Older workers use chemical reaction to increase toxicity of ‘explosive backpacks’.

26 July 2012

Nature

A species of termite found in the rainforests of French Guiana takes altruism seriously: aged workers grow sacks of toxic blue liquid that they explode onto their enemies in an act of suicidal self-sacrifice to help their colonies (see video).

The “explosive backpacks” of Neocapritermes taracua, described in Science today1, grow throughout the lifetimes of the worker termites, filling with blue crystals secreted by a pair of glands on the insects’ abdomens. Older workers carry the largest and most toxic backpacks. Those individuals also, not coincidentally, are the least able to forage and tend for the colony: their mandibles become dull and worn as the termites age, because they cannot be sharpened by moulting.

“Older individuals are not as effective at foraging and nest maintenance as younger workers,” says Robert Hanus, who studies termite biology at the Institute of Organic Chemistry and Biochemistry in Prague, and led the study.
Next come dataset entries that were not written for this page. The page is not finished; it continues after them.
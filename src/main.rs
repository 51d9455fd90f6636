use std::sync::Arc;

use clap::Parser;
use tracing::{debug, info};

use shortcut_kit::cli::{self, CliArgs};
use shortcut_kit::config::{self, Config};
use shortcut_kit::logging;
use shortcut_kit::shortcuts::{JsonFileCache, JsonFileStore, PlatformInfo, ShortcutSession};

#[tokio::main(flavor = "current_thread")]
async fn main() -> anyhow::Result<()> {
    let args = CliArgs::parse();

    let config_path = args
        .config
        .clone()
        .unwrap_or_else(config::default_config_path);
    let config = config::load_config(&config_path);

    let _log_guard = logging::init(&config.get_log_dir(), config.get_log_filter());
    info!(
        config_path = %config_path.display(),
        data_dir = %config.get_data_dir().display(),
        "shortcut-kit starting"
    );

    let platform = match args.platform.as_deref() {
        Some(description) => PlatformInfo::from_description(Some(description)),
        None => config.get_platform(),
    };
    debug!(platform = ?platform.description(), "Platform resolved");

    let mut session = open_session(&config, platform);
    if session.reconcile().await {
        info!("Shortcut overrides updated from settings");
    }

    let result = cli::run(&args.command, &mut session, &mut std::io::stdout().lock());

    session.flush().await;
    result
}

fn open_session(config: &Config, platform: PlatformInfo) -> ShortcutSession {
    ShortcutSession::new(
        Arc::new(platform),
        Box::new(JsonFileCache::new(config.get_cache_path())),
        Arc::new(JsonFileStore::new(config.get_settings_path())),
    )
}
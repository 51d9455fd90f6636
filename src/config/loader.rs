//! Configuration loading from file system
//!
//! Handles loading and parsing the config.json file.

use std::path::Path;

use tracing::{info, instrument, warn};

use super::types::Config;

/// Load configuration from `path`.
///
/// Returns `Config::default()` if the file is missing, unreadable, or not valid JSON.
#[instrument(name = "load_config", fields(path = %path.display()))]
pub fn load_config(path: &Path) -> Config {
    if !path.exists() {
        info!("Config file not found, using defaults");
        return Config::default();
    }

    let contents = match std::fs::read_to_string(path) {
        Ok(contents) => contents,
        Err(e) => {
            warn!(error = %e, "Failed to read config file, using defaults");
            return Config::default();
        }
    };

    match serde_json::from_str::<Config>(&contents) {
        Ok(config) => {
            info!("Successfully loaded config");
            config
        }
        Err(e) => {
            warn!(
                error = %e,
                line = e.line(),
                column = e.column(),
                "Failed to parse config JSON, using defaults"
            );
            Config::default()
        }
    }
}
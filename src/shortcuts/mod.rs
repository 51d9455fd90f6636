//! Keyboard shortcut engine.
//!
//! This module provides:
//! - A compiled-in registry of actions and default bindings
//! - Canonical binding serialization (`meta+shift+1`)
//! - Override resolution with a minimal override set
//! - Conflict detection over the resolved table
//! - Platform-aware matching and display formatting
//! - A handler dispatcher with per-action registration stacks
//! - Cache + durable persistence of user overrides
//!
//! # Example
//!
//! ```ignore
//! use std::sync::Arc;
//! use shortcut_kit::shortcuts::{ActionId, KeyEvent, PlatformInfo, ShortcutSession};
//!
//! let mut session = ShortcutSession::in_memory(Arc::new(PlatformInfo::current()));
//! let _reg = session.register(ActionId::NewTab, |_| println!("new tab"));
//!
//! session.set_override_str(ActionId::NewTab, "meta+alt+n")?;
//! session.handle_key_event(&KeyEvent::new("n").meta().alt());
//! println!("{}", session.display(ActionId::NewTab)); // ⌘⌥N on macOS
//! ```

mod conflicts;
mod dispatcher;
mod matcher;
mod persistence;
mod platform;
mod recorder;
mod registry;
mod resolver;
mod session;
mod types;

#[cfg(test)]
#[path = "types_tests.rs"]
mod types_tests;

#[cfg(test)]
#[path = "registry_tests.rs"]
mod registry_tests;

pub use types::{
    normalize_key, parse, parse_binding, serialize, KeyBinding, ModifierKey, Modifiers,
    ShortcutParseError,
};

pub use platform::{PhysicalModifiers, PlatformInfo, PlatformResolver};

pub use registry::{
    categories, default_binding, definition, definitions, ActionId, ShortcutCategory,
    ShortcutDefinition, UnknownActionId,
};

pub use resolver::{resolve, ResolvedTable, ShortcutOverrides};

pub use conflicts::{detect_conflicts, would_conflict, ConflictTable};

pub use matcher::{matches, EventTarget, KeyEvent};

pub use dispatcher::{ActionDispatcher, ActionHandler, Registration};

pub use recorder::{RecorderOutcome, RecorderState, ShortcutRecorder};

pub use persistence::{
    overrides_from_settings, overrides_from_value, overrides_to_value, DurableStore,
    JsonFileCache, JsonFileStore, MemoryCache, MemoryStore, OverrideCache, PersistenceError,
    SHORTCUTS_KEY,
};

pub use session::ShortcutSession;
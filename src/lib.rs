//! shortcut-kit - keyboard shortcut bindings with user overrides
//!
//! This library provides the shortcut engine (registry, resolution, conflicts,
//! matching, dispatch, persistence) plus the config, logging and CLI plumbing
//! around it.

pub mod cli;
pub mod config;
pub mod error;
pub mod logging;
pub mod shortcuts;
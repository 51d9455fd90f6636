//! Tests for the compiled-in action table.

use std::collections::HashSet;

use super::registry::*;
use super::types::serialize;

#[test]
fn table_is_ordered_like_action_ids() {
    assert_eq!(DEFINITIONS.len(), ActionId::ALL.len());
    for (index, id) in ActionId::ALL.into_iter().enumerate() {
        assert_eq!(DEFINITIONS[index].id, id);
        assert_eq!(id.index(), index);
        assert_eq!(definition(id).id, id);
    }
}

#[test]
fn every_default_has_a_modifier_and_lowercase_key() {
    for def in definitions() {
        let binding = &def.default_binding;
        assert!(binding.modifiers().any(), "{} has no modifier", def.id);
        assert_eq!(binding.key(), binding.key().to_lowercase(), "{}", def.id);
        assert!(!binding.key().is_empty(), "{}", def.id);
    }
}

#[test]
fn defaults_are_pairwise_distinct() {
    let mut seen = HashSet::new();
    for def in definitions() {
        assert!(
            seen.insert(serialize(&def.default_binding)),
            "duplicate default for {}",
            def.id
        );
    }
}

#[test]
fn id_strings_round_trip() {
    for id in ActionId::ALL {
        assert_eq!(id.as_str().parse::<ActionId>(), Ok(id));
        let json = serde_json::to_string(&id).unwrap();
        assert_eq!(json, format!("\"{}\"", id.as_str()));
    }
    assert_eq!(
        "openLegacyPanel".parse::<ActionId>(),
        Err(UnknownActionId("openLegacyPanel".to_string()))
    );
}

#[test]
fn switch_tab_lookup() {
    assert_eq!(ActionId::switch_tab(1), Some(ActionId::SwitchTab1));
    assert_eq!(ActionId::switch_tab(9), Some(ActionId::SwitchTab9));
    assert_eq!(ActionId::switch_tab(0), None);
    assert_eq!(ActionId::switch_tab(10), None);
    assert_eq!(serialize(default_binding(ActionId::SwitchTab4)), "meta+4");
}

#[test]
fn categories_cover_every_action_once() {
    let groups = categories();
    let total: usize = groups.iter().map(|(_, ids)| ids.len()).sum();
    assert_eq!(total, ActionId::COUNT);

    let mut seen = HashSet::new();
    for (category, ids) in &groups {
        for id in ids {
            assert!(seen.insert(*id));
            assert_eq!(definition(*id).category, *category);
        }
    }
    assert_eq!(groups[0].0, ShortcutCategory::Tabs);
}
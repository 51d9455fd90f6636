//! Configuration module - CLI and engine settings
//!
//! This module provides functionality for:
//! - Loading configuration from ~/.shortcut-kit/config.json
//! - Default values for all settings
//! - Resolving data, cache, settings and log paths
//!
//! # Module Structure
//!
//! - `defaults` - All default constant values
//! - `types` - The `Config` struct and its accessors
//! - `loader` - File system loading and parsing

mod defaults;
mod loader;
mod types;

pub use defaults::{
    CACHE_FILE_PATH, CONFIG_FILE_NAME, DEFAULT_CONFIG_DIR_NAME, DEFAULT_LOG_FILTER, LOG_DIR_NAME,
    SETTINGS_FILE_NAME,
};

pub use types::{default_config_path, default_data_dir, Config};

pub use loader::load_config;

#[cfg(test)]
#[path = "config_tests.rs"]
mod tests;
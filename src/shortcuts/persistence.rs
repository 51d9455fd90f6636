//! Storage contracts for user shortcut overrides.
//!
//! Two backends cooperate:
//! - [`OverrideCache`] - fast, synchronous, read at startup so bindings are usable at once
//! - [`DurableStore`] - slower key-value settings bag, reconciled after startup
//!
//! The durable bag keeps overrides under [`SHORTCUTS_KEY`] as a flat object:
//! `{"switchTab1": "meta+shift+1"}`. Writes patch that one key; other keys survive.

use std::collections::BTreeMap;
use std::fs;
use std::path::{Path, PathBuf};

use async_trait::async_trait;
use parking_lot::Mutex;
use serde_json::{Map, Value};
use thiserror::Error;
use tracing::debug;

use super::resolver::ShortcutOverrides;

/// Key under which overrides live in the durable settings bag.
pub const SHORTCUTS_KEY: &str = "shortcuts";

/// Error that can occur when loading/saving shortcut overrides.
#[derive(Error, Debug)]
pub enum PersistenceError {
    #[error("IO error: {0}")]
    Io(#[from] std::io::Error),
    #[error("JSON parse error: {0}")]
    Json(#[from] serde_json::Error),
    #[error("'{key}' is not a JSON object")]
    InvalidShape { key: String },
    #[error("store unavailable: {0}")]
    Unavailable(String),
}

/// Synchronous local cache of the override set.
pub trait OverrideCache: Send + Sync {
    /// `Ok(None)` when nothing has been cached yet.
    fn read(&self) -> Result<Option<ShortcutOverrides>, PersistenceError>;
    fn write(&mut self, overrides: &ShortcutOverrides) -> Result<(), PersistenceError>;
}

/// Asynchronous settings store holding an arbitrary key-value bag.
#[async_trait]
pub trait DurableStore: Send + Sync {
    async fn read(&self) -> Result<Map<String, Value>, PersistenceError>;
    /// Merge `value` under `key`, leaving unrelated keys untouched.
    async fn patch(&self, key: &str, value: Value) -> Result<(), PersistenceError>;
}

/// Extract the override set from a settings bag.
///
/// A missing key means no overrides. Non-string values and unknown ids are dropped.
pub fn overrides_from_settings(
    settings: &Map<String, Value>,
) -> Result<ShortcutOverrides, PersistenceError> {
    match settings.get(SHORTCUTS_KEY) {
        None | Some(Value::Null) => Ok(ShortcutOverrides::new()),
        Some(value) => overrides_from_value(value),
    }
}

pub fn overrides_from_value(value: &Value) -> Result<ShortcutOverrides, PersistenceError> {
    let object = value.as_object().ok_or_else(|| PersistenceError::InvalidShape {
        key: SHORTCUTS_KEY.to_string(),
    })?;
    let raw: BTreeMap<String, String> = object
        .iter()
        .filter_map(|(id, binding)| match binding.as_str() {
            Some(s) => Some((id.clone(), s.to_string())),
            None => {
                debug!(action = %id, "Skipping non-string shortcut value");
                None
            }
        })
        .collect();
    Ok(ShortcutOverrides::from_raw(raw))
}

pub fn overrides_to_value(overrides: &ShortcutOverrides) -> Value {
    Value::Object(
        overrides
            .iter()
            .map(|(id, binding)| (id.to_string(), Value::String(binding.to_string())))
            .collect(),
    )
}

/// Write `contents` to `path` through a temp file and rename.
fn write_atomic(path: &Path, contents: &str) -> Result<(), PersistenceError> {
    if let Some(parent) = path.parent() {
        fs::create_dir_all(parent)?;
    }
    let tmp_path = path.with_extension("json.tmp");
    fs::write(&tmp_path, contents)?;
    if let Err(e) = fs::rename(&tmp_path, path) {
        let _ = fs::remove_file(&tmp_path);
        return Err(e.into());
    }
    Ok(())
}

// ============================================================================
// File-backed implementations
// ============================================================================

/// Override cache stored as a flat JSON object in its own file.
#[derive(Clone, Debug)]
pub struct JsonFileCache {
    path: PathBuf,
}

impl JsonFileCache {
    pub fn new(path: impl Into<PathBuf>) -> Self {
        Self { path: path.into() }
    }

    pub fn path(&self) -> &Path {
        &self.path
    }
}

impl OverrideCache for JsonFileCache {
    fn read(&self) -> Result<Option<ShortcutOverrides>, PersistenceError> {
        if !self.path.exists() {
            return Ok(None);
        }
        let content = fs::read_to_string(&self.path)?;
        let value: Value = serde_json::from_str(&content)?;
        overrides_from_value(&value).map(Some)
    }

    fn write(&mut self, overrides: &ShortcutOverrides) -> Result<(), PersistenceError> {
        let content = serde_json::to_string_pretty(overrides)?;
        write_atomic(&self.path, &content)
    }
}

/// Durable settings bag stored as a JSON object file.
#[derive(Debug)]
pub struct JsonFileStore {
    path: PathBuf,
    // Serializes read-modify-write cycles from concurrent patches.
    write_lock: tokio::sync::Mutex<()>,
}

impl JsonFileStore {
    pub fn new(path: impl Into<PathBuf>) -> Self {
        Self {
            path: path.into(),
            write_lock: tokio::sync::Mutex::new(()),
        }
    }

    pub fn path(&self) -> &Path {
        &self.path
    }

    async fn read_bag(&self) -> Result<Map<String, Value>, PersistenceError> {
        let content = match tokio::fs::read_to_string(&self.path).await {
            Ok(content) => content,
            Err(e) if e.kind() == std::io::ErrorKind::NotFound => return Ok(Map::new()),
            Err(e) => return Err(e.into()),
        };
        if content.trim().is_empty() {
            return Ok(Map::new());
        }
        match serde_json::from_str::<Value>(&content)? {
            Value::Object(map) => Ok(map),
            _ => Err(PersistenceError::InvalidShape {
                key: self.path.display().to_string(),
            }),
        }
    }
}

#[async_trait]
impl DurableStore for JsonFileStore {
    async fn read(&self) -> Result<Map<String, Value>, PersistenceError> {
        self.read_bag().await
    }

    async fn patch(&self, key: &str, value: Value) -> Result<(), PersistenceError> {
        let _guard = self.write_lock.lock().await;
        let mut bag = self.read_bag().await?;
        bag.insert(key.to_string(), value);
        let content = serde_json::to_string_pretty(&Value::Object(bag))?;

        if let Some(parent) = self.path.parent() {
            tokio::fs::create_dir_all(parent).await?;
        }
        let tmp_path = self.path.with_extension("json.tmp");
        tokio::fs::write(&tmp_path, content).await?;
        if let Err(e) = tokio::fs::rename(&tmp_path, &self.path).await {
            let _ = tokio::fs::remove_file(&tmp_path).await;
            return Err(e.into());
        }
        debug!(path = %self.path.display(), key, "Patched settings file");
        Ok(())
    }
}

// ============================================================================
// In-memory implementations
// ============================================================================

/// Cache kept in memory only.
#[derive(Clone, Debug, Default)]
pub struct MemoryCache {
    value: Option<ShortcutOverrides>,
}

impl MemoryCache {
    pub fn new() -> Self {
        Self::default()
    }

    pub fn with_overrides(overrides: ShortcutOverrides) -> Self {
        Self {
            value: Some(overrides),
        }
    }
}

impl OverrideCache for MemoryCache {
    fn read(&self) -> Result<Option<ShortcutOverrides>, PersistenceError> {
        Ok(self.value.clone())
    }

    fn write(&mut self, overrides: &ShortcutOverrides) -> Result<(), PersistenceError> {
        self.value = Some(overrides.clone());
        Ok(())
    }
}

/// Settings bag kept in memory, with optional write-failure injection.
#[derive(Debug, Default)]
pub struct MemoryStore {
    bag: Mutex<Map<String, Value>>,
    fail_writes: Mutex<bool>,
    writes: Mutex<usize>,
}

impl MemoryStore {
    pub fn new() -> Self {
        Self::default()
    }

    pub fn with_bag(bag: Map<String, Value>) -> Self {
        Self {
            bag: Mutex::new(bag),
            ..Default::default()
        }
    }

    /// Make subsequent patches fail with [`PersistenceError::Unavailable`].
    pub fn set_fail_writes(&self, fail: bool) {
        *self.fail_writes.lock() = fail;
    }

    pub fn snapshot(&self) -> Map<String, Value> {
        self.bag.lock().clone()
    }

    /// Number of successful patches.
    pub fn write_count(&self) -> usize {
        *self.writes.lock()
    }
}

#[async_trait]
impl DurableStore for MemoryStore {
    async fn read(&self) -> Result<Map<String, Value>, PersistenceError> {
        Ok(self.bag.lock().clone())
    }

    async fn patch(&self, key: &str, value: Value) -> Result<(), PersistenceError> {
        if *self.fail_writes.lock() {
            return Err(PersistenceError::Unavailable("writes disabled".to_string()));
        }
        self.bag.lock().insert(key.to_string(), value);
        *self.writes.lock() += 1;
        Ok(())
    }
}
But when the workers are attacked, he says, “they can provide another service to the colony. It makes perfect sense to me because theories predict that social insects should perform low-risk, laborious tasks such as housekeeping in the first part of their life and risky tasks such as defence as they age.”

Self-destructive behaviour is common among the sterile worker castes of eusocial insects such as termites and honeybees. The workers forego reproduction, so they are free to evolve altruistic behaviours that benefit the colony as a whole rather than themselves as individuals. Defensive suicidal rupturing — termed autothysis — has evolved independently in a number of termite species, suggesting that the behaviour is highly adaptive.

Arms race

Looking at defence mechanisms in other species of termite shows how the explosive backpacks might have evolved, says Hanus. Many termites fight off enemies by simply defecating onto them, sometimes with remarkable accuracy from a distance.

Other species go a step further, by actively squeezing their own abdominal muscles until a specialized thin portion of abdominal wall explodes showering the enemy with excrement. In the next stage of suicidal rupturing, some species of termites produce a toxic chemical that showers the enemy when the abdomen ruptures.

N. taracua has added a yet another step, by using a reaction to make its defensive chemical even more toxic. The pouches holding the copper-containing blue crystals are located near to the salivary glands. When the termites are attacked, their enemies bites cause these swollen pouches burst and the crystals mix with salivary secretions, producing the toxic blue liquid.

“It is the two-component chemistry that underlies the exceptional toxicity in this species,” says Hanus.

His team dosed members of an enemy termite species with blue liquid from the older workers, white salivary gland liquid from younger workers, white liquid that had been treated with blue crystals, or liquid from the older workers with the blue crystal removed. The blue liquid from older workers proved the most toxic, followed by the white liquid that had been treated with blue crystals.

“The sophistication of this is remarkable: we have never seen an external pouch like this before that adds one substance that needs to be mixed with another substance,” says Olav Rueppell, an evolutionary biologist from the University of North Carolina Greensboro, who studies social evolution in honeybees. “This kind of adaptation would not evolve in a solitary context; this shows the power of eusociality, and why these insects are so successful.”